C. Go through a lengthy, manual, painful process of cleaning up the HTML by hand.
D. Convert it to .mobi or upload it to Amazon.
E. Preview it.
F. Write some more of your book.
G. Do B-E again.
No thanks.
Now let’s move on to step 3a. There are three main tools used for converting HTML to .mobi.
– kindlegen
This is Amazon’s command line tool, so it must be good, right? Wrong. It’s known to be buggy and its output is just incorrect. It was my first choice, despite the warnings I’d read on various sites. There are Windows, Mac and Linux versions. And it’s command line! How could I not try it. But I soon found myself agreeing with the warnings and abandoned it.
– Mobipocket Creator
This is a Windows-only tool that will take documents of various types and convert them into ebooks. I tried this, but didn’t like it too much. It has a very consumery feel to it. Seems like it tries to over-automate the process for you, making all the decisions for you. Probably with a bit more investment of time, I could learn to control it more, but I was also not thrilled about the Windows-only part. And the fact that it’s a graphic interface tool, which I’ll discuss more in depth shortly.
– Calibre
The third choice is mentioned by a few, but seems to scare away most people. It’s triple platform – a big plus. In fact, I think it began as a linux tool. It also exposes just about every possible option you could ever want to tweak on your import/convert/output workflow. A bit overwhelming at first, but I liked that. While the main program is a graphical tool, I soon found out that it all just sits over a suite of command line tools that expose all those possible options. I was onto something big here!
Workflow #3
I quickly abandoned the whole idea of writing in Word.

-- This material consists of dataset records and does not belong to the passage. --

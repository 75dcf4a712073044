//! Car volume categorization.

use std::collections::BTreeMap;
use std::fmt;

use polars::prelude::DataFrame;
use traffic_common::{Result, numeric_values, require_columns};

use crate::config::AggregationOptions;

const OPERATION: &str = "get_type_count";

/// Volume category of a `car` value.
#[derive(Debug, Clone, Copy, PartialEq, Eq, Hash)]
pub enum CarType {
    Low,
    Medium,
    High,
}

impl CarType {
    /// Classify with the default bounds (15 and 25).
    pub fn classify(car: f64) -> Self {
        Self::classify_with(car, &AggregationOptions::default())
    }

    /// Classify against `options`, first match wins.
    ///
    /// `NaN` satisfies neither bound and therefore lands in [`CarType::High`].
    pub fn classify_with(car: f64, options: &AggregationOptions) -> Self {
        if car <= options.low_max {
            Self::Low
        } else if car <= options.medium_max {
            Self::Medium
        } else {
            Self::High
        }
    }

    pub fn label(self) -> &'static str {
        match self {
            Self::Low => "low",
            Self::Medium => "medium",
            Self::High => "high",
        }
    }
}

impl fmt::Display for CarType {
    fn fmt(&self, f: &mut fmt::Formatter<'_>) -> fmt::Result {
        f.write_str(self.label())
    }
}

/// Count rows per car category, keyed by label in ascending order.
///
/// Only categories that occur are present. The input table is not modified.
pub fn get_type_count(df: &DataFrame) -> Result<BTreeMap<&'static str, usize>> {
    get_type_count_with(df, &AggregationOptions::default())
}

/// [`get_type_count`] with explicit category bounds.
pub fn get_type_count_with(
    df: &DataFrame,
    options: &AggregationOptions,
) -> Result<BTreeMap<&'static str, usize>> {
    require_columns(df, OPERATION, &["car"])?;
    let cars = numeric_values(df, OPERATION, "car")?;

    let mut counts = BTreeMap::new();
    for car in cars {
        *counts
            .entry(CarType::classify_with(car, options).label())
            .or_insert(0) += 1;
    }

    tracing::debug!(rows = df.height(), categories = counts.len(), "car types counted");
    Ok(counts)
}
//! Tunable thresholds for the aggregation operations.

use serde::{Deserialize, Serialize};

/// Thresholds used by the categorizer and the mean-based filters.
///
/// Deserializes from partial documents; absent fields keep their defaults.
#[derive(Debug, Clone, PartialEq, Serialize, Deserialize)]
#[serde(default)]
pub struct AggregationOptions {
    /// Inclusive upper bound of the "low" car category.
    pub low_max: f64,
    /// Inclusive upper bound of the "medium" car category.
    pub medium_max: f64,
    /// A row is selected when `bus > bus_mean_multiplier * mean(bus)`.
    pub bus_mean_multiplier: f64,
    /// A route is selected when its mean `truck` exceeds this value.
    pub truck_mean_threshold: f64,
}

impl Default for AggregationOptions {
    fn default() -> Self {
        Self {
            low_max: 15.0,
            medium_max: 25.0,
            bus_mean_multiplier: 2.0,
            truck_mean_threshold: 7.0,
        }
    }
}

impl AggregationOptions {
    #[must_use]
    pub fn with_category_bounds(mut self, low_max: f64, medium_max: f64) -> Self {
        self.low_max = low_max;
        self.medium_max = medium_max;
        self
    }

    #[must_use]
    pub fn with_bus_mean_multiplier(mut self, multiplier: f64) -> Self {
        self.bus_mean_multiplier = multiplier;
        self
    }

    #[must_use]
    pub fn with_truck_mean_threshold(mut self, threshold: f64) -> Self {
        self.truck_mean_threshold = threshold;
        self
    }
}

/// Factors for [`multiply_matrix_with`](crate::multiply_matrix_with).
///
/// Cells above `threshold` are scaled by `above_factor`, all others by
/// `below_factor`; the product is rounded half-to-even to `decimals` places.
#[derive(Debug, Clone, PartialEq, Serialize, Deserialize)]
#[serde(default)]
pub struct MultiplierOptions {
    pub threshold: f64,
    pub above_factor: f64,
    pub below_factor: f64,
    pub decimals: i32,
}

impl Default for MultiplierOptions {
    fn default() -> Self {
        Self {
            threshold: 20.0,
            above_factor: 0.75,
            below_factor: 1.25,
            decimals: 1,
        }
    }
}

impl MultiplierOptions {
    /// Set the cutoff and the factors applied above and at-or-below it.
    pub fn with_factors(mut self, threshold: f64, above_factor: f64, below_factor: f64) -> Self {
        self.threshold = threshold;
        self.above_factor = above_factor;
        self.below_factor = below_factor;
        self
    }

    pub fn with_decimals(mut self, decimals: i32) -> Self {
        self.decimals = decimals;
        self
    }
}
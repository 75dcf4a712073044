//! Logging infrastructure using `tracing` and `tracing-subscriber`.
//!
//! The analytics operations emit `tracing` events; this module lets the
//! embedding application install a subscriber for them.
//!
//! # Log Levels
//!
//! - `warn`: suspicious input that is still processed (label mismatches,
//!   rows that match no discount window)
//! - `info`: result sizes
//! - `debug`: operation parameters and input sizes
//! - `trace`: per-row decisions
//!
//! # Usage
//!
//! ```ignore
//! use traffic_common::logging::{init_logging, LogConfig};
//!
//! let config = LogConfig::from_verbosity(1);
//! init_logging(&config);
//! ```

use std::io;

use tracing::Level;
use tracing_subscriber::{
    EnvFilter,
    fmt::{self, MakeWriter},
    layer::SubscriberExt,
    util::SubscriberInitExt,
};

/// Crates whose events follow the configured level.
const WORKSPACE_TARGETS: &[&str] = &["traffic_common", "traffic_matrix", "traffic_toll"];

/// Configuration for logging behavior.
#[derive(Debug, Clone)]
pub struct LogConfig {
    /// Log level filter (error, warn, info, debug, trace).
    pub level: Level,
    /// Whether to include timestamps in log output.
    pub with_timestamps: bool,
    /// Whether to include target (module path) in log output.
    pub with_target: bool,
    /// Whether to use ANSI colors in output.
    pub with_ansi: bool,
    /// Output format.
    pub format: LogFormat,
}

/// Log output format.
#[derive(Debug, Clone, Copy, Default, PartialEq, Eq)]
pub enum LogFormat {
    /// Human-readable pretty format with colors.
    #[default]
    Pretty,
    /// Compact single-line format.
    Compact,
    /// JSON format for machine parsing.
    Json,
}

impl Default for LogConfig {
    fn default() -> Self {
        Self {
            level: Level::INFO,
            with_timestamps: false,
            with_target: false,
            with_ansi: true,
            format: LogFormat::default(),
        }
    }
}

impl LogConfig {
    /// Create a `LogConfig` from a verbosity count.
    ///
    /// - 0: info level
    /// - 1: debug level
    /// - 2+: trace level
    #[must_use]
    pub fn from_verbosity(verbosity: u8) -> Self {
        let level = match verbosity {
            0 => Level::INFO,
            1 => Level::DEBUG,
            _ => Level::TRACE,
        };
        Self {
            level,
            ..Default::default()
        }
    }

    /// Set log level directly.
    #[must_use]
    pub fn with_level(mut self, level: Level) -> Self {
        self.level = level;
        self
    }

    /// Enable or disable timestamps.
    #[must_use]
    pub fn with_timestamps(mut self, enable: bool) -> Self {
        self.with_timestamps = enable;
        self
    }

    /// Enable or disable target (module path) in output.
    #[must_use]
    pub fn with_target(mut self, enable: bool) -> Self {
        self.with_target = enable;
        self
    }

    /// Enable or disable ANSI colors.
    #[must_use]
    pub fn with_ansi(mut self, enable: bool) -> Self {
        self.with_ansi = enable;
        self
    }

    /// Set output format.
    #[must_use]
    pub fn with_format(mut self, format: LogFormat) -> Self {
        self.format = format;
        self
    }
}

/// Install the global tracing subscriber, writing to stderr.
///
/// # Panics
///
/// Panics if a global subscriber is already installed.
pub fn init_logging(config: &LogConfig) {
    init_logging_with_writer(config, io::stderr);
}

/// Install the global tracing subscriber with a custom writer.
///
/// # Panics
///
/// Panics if a global subscriber is already installed.
pub fn init_logging_with_writer<W>(config: &LogConfig, writer: W)
where
    W: for<'writer> MakeWriter<'writer> + Send + Sync + 'static,
{
    let filter = build_env_filter(config.level);

    match config.format {
        LogFormat::Json => {
            let layer = fmt::layer()
                .json()
                .with_writer(writer)
                .with_target(config.with_target);

            tracing_subscriber::registry()
                .with(filter)
                .with(layer)
                .init();
        }
        LogFormat::Compact => {
            let layer = fmt::layer()
                .compact()
                .with_writer(writer)
                .with_ansi(config.with_ansi)
                .with_target(config.with_target);

            if config.with_timestamps {
                tracing_subscriber::registry()
                    .with(filter)
                    .with(layer)
                    .init();
            } else {
                tracing_subscriber::registry()
                    .with(filter)
                    .with(layer.without_time())
                    .init();
            }
        }
        LogFormat::Pretty => {
            let layer = fmt::layer()
                .with_writer(writer)
                .with_ansi(config.with_ansi)
                .with_target(config.with_target);

            if config.with_timestamps {
                tracing_subscriber::registry()
                    .with(filter)
                    .with(layer)
                    .init();
            } else {
                tracing_subscriber::registry()
                    .with(filter)
                    .with(layer.without_time())
                    .init();
            }
        }
    }
}

/// Build an `EnvFilter` from the given level, respecting the `RUST_LOG` env var.
fn build_env_filter(level: Level) -> EnvFilter {
    EnvFilter::try_from_default_env().unwrap_or_else(|_| EnvFilter::new(default_directives(level)))
}

/// Workspace crates log at `level`; everything else stays at warn.
fn default_directives(level: Level) -> String {
    let level = level.as_str().to_lowercase();
    let mut directives = String::from("warn");
    for target in WORKSPACE_TARGETS {
        directives.push_str(&format!(",{target}={level}"));
    }
    directives
}
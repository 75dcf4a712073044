//! Labels for matrix axes, groups, and categorical columns.

use std::fmt;

use polars::prelude::{AnyValue, Column, NamedFrom, Series};
use serde::{Deserialize, Serialize};

use crate::values::{any_to_string, format_numeric};

/// An entity identifier or categorical label read from a table cell.
///
/// Integral cells (including floats with no fractional part) become
/// [`Key::Int`] so that `1001400` sorts numerically; everything else becomes
/// [`Key::Text`]. Integers order before text.
#[derive(Debug, Clone, PartialEq, Eq, PartialOrd, Ord, Hash, Serialize, Deserialize)]
#[serde(untagged)]
pub enum Key {
    Int(i64),
    Text(String),
}

impl Key {
    /// Build a key from a cell value, returning `None` for nulls.
    pub fn from_any(value: AnyValue<'_>) -> Option<Self> {
        let key = match value {
            AnyValue::Null => return None,
            AnyValue::Int8(v) => Self::Int(i64::from(v)),
            AnyValue::Int16(v) => Self::Int(i64::from(v)),
            AnyValue::Int32(v) => Self::Int(i64::from(v)),
            AnyValue::Int64(v) => Self::Int(v),
            AnyValue::UInt8(v) => Self::Int(i64::from(v)),
            AnyValue::UInt16(v) => Self::Int(i64::from(v)),
            AnyValue::UInt32(v) => Self::Int(i64::from(v)),
            AnyValue::UInt64(v) => match i64::try_from(v) {
                Ok(v) => Self::Int(v),
                Err(_) => Self::Text(v.to_string()),
            },
            AnyValue::Float32(v) => Self::from_float(f64::from(v)),
            AnyValue::Float64(v) => Self::from_float(v),
            other => Self::Text(any_to_string(other)),
        };
        Some(key)
    }

    fn from_float(v: f64) -> Self {
        if v.is_finite() && v.fract() == 0.0 && v.abs() < 9.0e15 {
            Self::Int(v as i64)
        } else {
            Self::Text(format_numeric(v))
        }
    }

    /// Returns the integer identifier, if this key is integral.
    pub fn as_int(&self) -> Option<i64> {
        match self {
            Self::Int(v) => Some(*v),
            Self::Text(_) => None,
        }
    }

    /// Build a column from keys.
    ///
    /// All-integer keys produce an `Int64` column; any text key turns the
    /// whole column into `String`.
    pub fn column(name: &str, keys: &[Key]) -> Column {
        let ints: Option<Vec<i64>> = keys.iter().map(Key::as_int).collect();
        match ints {
            Some(ints) => Series::new(name.into(), ints).into(),
            None => {
                let text: Vec<String> = keys.iter().map(ToString::to_string).collect();
                Series::new(name.into(), text).into()
            }
        }
    }
}

impl fmt::Display for Key {
    fn fmt(&self, f: &mut fmt::Formatter<'_>) -> fmt::Result {
        match self {
            Self::Int(v) => write!(f, "{v}"),
            Self::Text(s) => f.write_str(s),
        }
    }
}

impl From<i64> for Key {
    fn from(value: i64) -> Self {
        Self::Int(value)
    }
}

impl From<i32> for Key {
    fn from(value: i32) -> Self {
        Self::Int(i64::from(value))
    }
}

impl From<&str> for Key {
    fn from(value: &str) -> Self {
        Self::Text(value.to_string())
    }
}

impl From<String> for Key {
    fn from(value: String) -> Self {
        Self::Text(value)
    }
}
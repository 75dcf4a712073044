//! Flat and time-of-day toll rates.

use polars::prelude::{DataFrame, DataType, Expr, IntoLazy, NamedFrom, Series, col, lit};
use traffic_common::{
    DayType, Result, TableError, numeric_values, parse_time_of_day, parse_weekday,
    require_columns, string_values,
};

use crate::config::{DiscountSchedule, TollRates, VehicleClass};

/// Replace `distance` with one toll column per vehicle class.
///
/// Each class column is `distance` times the class rate (moto 0.8, car 1.2,
/// rv 1.5, bus 2.2, truck 3.6). The new columns are appended in that order
/// and `distance` is removed; all other columns pass through.
pub fn calculate_toll_rate(df: &DataFrame) -> Result<DataFrame> {
    calculate_toll_rate_with(df, &TollRates::default())
}

/// [`calculate_toll_rate`] with explicit rates.
pub fn calculate_toll_rate_with(df: &DataFrame, rates: &TollRates) -> Result<DataFrame> {
    const OPERATION: &str = "calculate_toll_rate";
    require_columns(df, OPERATION, &["distance"])?;
    numeric_values(df, OPERATION, "distance")?;

    let tolls: Vec<Expr> = VehicleClass::ALL
        .iter()
        .map(|class| {
            (col("distance").cast(DataType::Float64) * lit(rates.rate(*class)))
                .alias(class.column())
        })
        .collect();

    let out = df
        .clone()
        .lazy()
        .with_columns(tolls)
        .collect()?
        .drop("distance")?;

    tracing::debug!(rows = out.height(), "toll rates calculated");
    Ok(out)
}

/// Scale toll columns by the default weekday/weekend time-window factors.
///
/// See [`calculate_time_based_toll_rates_with`].
pub fn calculate_time_based_toll_rates(df: &DataFrame) -> Result<DataFrame> {
    calculate_time_based_toll_rates_with(df, &DiscountSchedule::default())
}

/// Scale every vehicle-class column by the factor of the row's time window.
///
/// `start_day` selects the weekend windows for Saturday and Sunday and the
/// weekday windows otherwise. The first window with
/// `start <= start_time < end` supplies the factor. Rows that match no
/// window keep their toll values. `end_time` must parse but does not affect
/// the factor. Class columns are returned as `Float64`.
///
/// # Errors
///
/// - [`TableError::MissingColumn`] for an absent schedule or class column
/// - [`TableError::InvalidValue`] for an unparseable day name or time
pub fn calculate_time_based_toll_rates_with(
    df: &DataFrame,
    schedule: &DiscountSchedule,
) -> Result<DataFrame> {
    const OPERATION: &str = "calculate_time_based_toll_rates";
    let mut required = vec!["start_day", "start_time", "end_time"];
    required.extend(VehicleClass::ALL.map(VehicleClass::column));
    require_columns(df, OPERATION, &required)?;

    let days = string_values(df, OPERATION, "start_day")?;
    let start_times = string_values(df, OPERATION, "start_time")?;
    let end_times = string_values(df, OPERATION, "end_time")?;

    let invalid = |column: &str, row: usize, value: &str, reason: &str| TableError::InvalidValue {
        operation: OPERATION,
        column: column.to_string(),
        row,
        value: value.to_string(),
        reason: reason.to_string(),
    };

    let mut factors = Vec::with_capacity(df.height());
    let mut unmatched = 0usize;
    for (row, ((day, start), end)) in days.iter().zip(&start_times).zip(&end_times).enumerate() {
        let weekday = parse_weekday(day)
            .ok_or_else(|| invalid("start_day", row, day.as_str(), "unknown weekday"))?;
        let start_time = parse_time_of_day(start)
            .ok_or_else(|| invalid("start_time", row, start.as_str(), "expected HH:MM:SS"))?;
        parse_time_of_day(end)
            .ok_or_else(|| invalid("end_time", row, end.as_str(), "expected HH:MM:SS"))?;

        let day_type = DayType::of(weekday);
        let factor = schedule.factor_for(day_type, start_time);
        tracing::trace!(row, %day_type, start = %start, ?factor, "discount lookup");
        if factor.is_none() {
            unmatched += 1;
        }
        factors.push(factor.unwrap_or(1.0));
    }

    if unmatched > 0 {
        tracing::warn!(
            rows = unmatched,
            "start times outside every discount window left unchanged"
        );
    }

    let mut out = df.clone();
    for class in VehicleClass::ALL {
        let values = numeric_values(df, OPERATION, class.column())?;
        let scaled: Vec<f64> = values
            .iter()
            .zip(&factors)
            .map(|(value, factor)| value * factor)
            .collect();
        out.with_column(Series::new(class.column().into(), scaled))?;
    }

    tracing::debug!(rows = out.height(), "time-based toll rates applied");
    Ok(out)
}
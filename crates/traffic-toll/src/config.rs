//! Toll rates, discount schedules, and threshold tolerances.
//!
//! All types deserialize from partial documents; absent fields keep the
//! defaults below.

use std::fmt;

use chrono::NaiveTime;
use serde::{Deserialize, Serialize};
use traffic_common::DayType;

const fn hms(hour: u32, minute: u32, second: u32) -> NaiveTime {
    match NaiveTime::from_hms_opt(hour, minute, second) {
        Some(time) => time,
        None => panic!("invalid constant time"),
    }
}

const MIDNIGHT: NaiveTime = hms(0, 0, 0);
const MORNING: NaiveTime = hms(10, 0, 0);
const EVENING: NaiveTime = hms(18, 0, 0);
const END_OF_DAY: NaiveTime = hms(23, 59, 59);

/// Vehicle classes that carry a toll column.
#[derive(Debug, Clone, Copy, PartialEq, Eq, Hash)]
pub enum VehicleClass {
    Moto,
    Car,
    Rv,
    Bus,
    Truck,
}

impl VehicleClass {
    /// All classes in output column order.
    pub const ALL: [VehicleClass; 5] = [Self::Moto, Self::Car, Self::Rv, Self::Bus, Self::Truck];

    /// Column name of this class in toll tables.
    pub fn column(self) -> &'static str {
        match self {
            Self::Moto => "moto",
            Self::Car => "car",
            Self::Rv => "rv",
            Self::Bus => "bus",
            Self::Truck => "truck",
        }
    }
}

impl fmt::Display for VehicleClass {
    fn fmt(&self, f: &mut fmt::Formatter<'_>) -> fmt::Result {
        f.write_str(self.column())
    }
}

/// Per-distance toll rate for each vehicle class.
#[derive(Debug, Clone, PartialEq, Serialize, Deserialize)]
#[serde(default)]
pub struct TollRates {
    pub moto: f64,
    pub car: f64,
    pub rv: f64,
    pub bus: f64,
    pub truck: f64,
}

impl Default for TollRates {
    fn default() -> Self {
        Self {
            moto: 0.8,
            car: 1.2,
            rv: 1.5,
            bus: 2.2,
            truck: 3.6,
        }
    }
}

impl TollRates {
    pub fn rate(&self, class: VehicleClass) -> f64 {
        match class {
            VehicleClass::Moto => self.moto,
            VehicleClass::Car => self.car,
            VehicleClass::Rv => self.rv,
            VehicleClass::Bus => self.bus,
            VehicleClass::Truck => self.truck,
        }
    }

    pub fn with_rate(mut self, class: VehicleClass, rate: f64) -> Self {
        let slot = match class {
            VehicleClass::Moto => &mut self.moto,
            VehicleClass::Car => &mut self.car,
            VehicleClass::Rv => &mut self.rv,
            VehicleClass::Bus => &mut self.bus,
            VehicleClass::Truck => &mut self.truck,
        };
        *slot = rate;
        self
    }
}

/// A half-open time-of-day window `[start, end)` with a toll factor.
#[derive(Debug, Clone, Copy, PartialEq, Serialize, Deserialize)]
pub struct DiscountWindow {
    pub start: NaiveTime,
    pub end: NaiveTime,
    pub factor: f64,
}

impl DiscountWindow {
    pub fn new(start: NaiveTime, end: NaiveTime, factor: f64) -> Self {
        Self { start, end, factor }
    }

    pub fn contains(&self, time: NaiveTime) -> bool {
        self.start <= time && time < self.end
    }
}

/// Ordered discount windows for weekdays and weekends.
///
/// Lookups scan the windows in order and stop at the first match. The
/// default windows end at `23:59:59` exclusive, so that exact instant gets
/// no factor.
#[derive(Debug, Clone, PartialEq, Serialize, Deserialize)]
#[serde(default)]
pub struct DiscountSchedule {
    pub weekday: Vec<DiscountWindow>,
    pub weekend: Vec<DiscountWindow>,
}

impl Default for DiscountSchedule {
    fn default() -> Self {
        Self {
            weekday: vec![
                DiscountWindow::new(MIDNIGHT, MORNING, 0.8),
                DiscountWindow::new(MORNING, EVENING, 1.2),
                DiscountWindow::new(EVENING, END_OF_DAY, 0.8),
            ],
            weekend: vec![DiscountWindow::new(MIDNIGHT, END_OF_DAY, 0.7)],
        }
    }
}

impl DiscountSchedule {
    pub fn windows(&self, day_type: DayType) -> &[DiscountWindow] {
        match day_type {
            DayType::Weekday => &self.weekday,
            DayType::Weekend => &self.weekend,
        }
    }

    /// Factor of the first window containing `time`, if any.
    pub fn factor_for(&self, day_type: DayType, time: NaiveTime) -> Option<f64> {
        self.windows(day_type)
            .iter()
            .find(|window| window.contains(time))
            .map(|window| window.factor)
    }

    /// Replace the windows used for one kind of day.
    pub fn with_windows(mut self, day_type: DayType, windows: Vec<DiscountWindow>) -> Self {
        match day_type {
            DayType::Weekday => self.weekday = windows,
            DayType::Weekend => self.weekend = windows,
        }
        self
    }
}

/// Relative tolerance around the reference mean distance.
#[derive(Debug, Clone, PartialEq, Serialize, Deserialize)]
#[serde(default)]
pub struct ThresholdOptions {
    /// Accepted band is `[mean * (1 - tolerance), mean * (1 + tolerance)]`.
    pub tolerance: f64,
}

impl Default for ThresholdOptions {
    fn default() -> Self {
        Self { tolerance: 0.1 }
    }
}

impl ThresholdOptions {
    pub fn with_tolerance(mut self, tolerance: f64) -> Self {
        self.tolerance = tolerance;
        self
    }
}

For one, it means jumping back and forth in a VM. Most Kindle books do not actually have so much formatting that you’re really getting that much benefit out of working in a word processor program like Word anyway. But more importantly, Word was just making me crazy with all that extra markup and styling. Furthermore, it was destroying my code formatting. I’d have a line of code with 4 spaces of indenting. It would sometimes do 3 spaces, sometimes 4, sometimes 5! No lie. True story. Trust me, I spent a couple of hours trying to just get a consistent 4 spaces = 4 spaces conversion. No go.
So I decided to just write my book in Sublime Text 2. Plain text baby!
OK, to be honest, it’s not plain text, but plain HTML. Yes, I’m writing my book with HTML markup. Before you start groaning, let me re-iterate that there is very little formatting that needs to go on in a Kindle book. Really all I’m doing is putting p tags around my paragraphs, and h tags around headings. And the occasional bold/italic/code/pre tag here and there. And images, yeah. But honestly, 95% of it is p’s and h’s.
I’d like to figure out some way to make that a bit cleaner eventually. Maybe some kind of markdown to HTML conversion. Something to research…
See my update on using markdown and pandoc here: http://www.bit-101.com/2003/3502
Anyway, I’m writing the code for the book in Sublime, so it’s nice to have the text and the code in one project so I can just copy and paste.
Now, the workflow in most of the examples I read was something like this:
Here’s the workflow I wanted to have:
And I have achieved exactly that! Yes, from within Sublime Text 2, I can change some text, hit F7, sit back, and in within a few seconds, I have an ebook reader open with my published .mobi format book loaded up.
The Setup
In the root project folder I have the following:
– book
– code
– images
build.xml
book is a folder containing the chapter HTML files, plus a header and footer.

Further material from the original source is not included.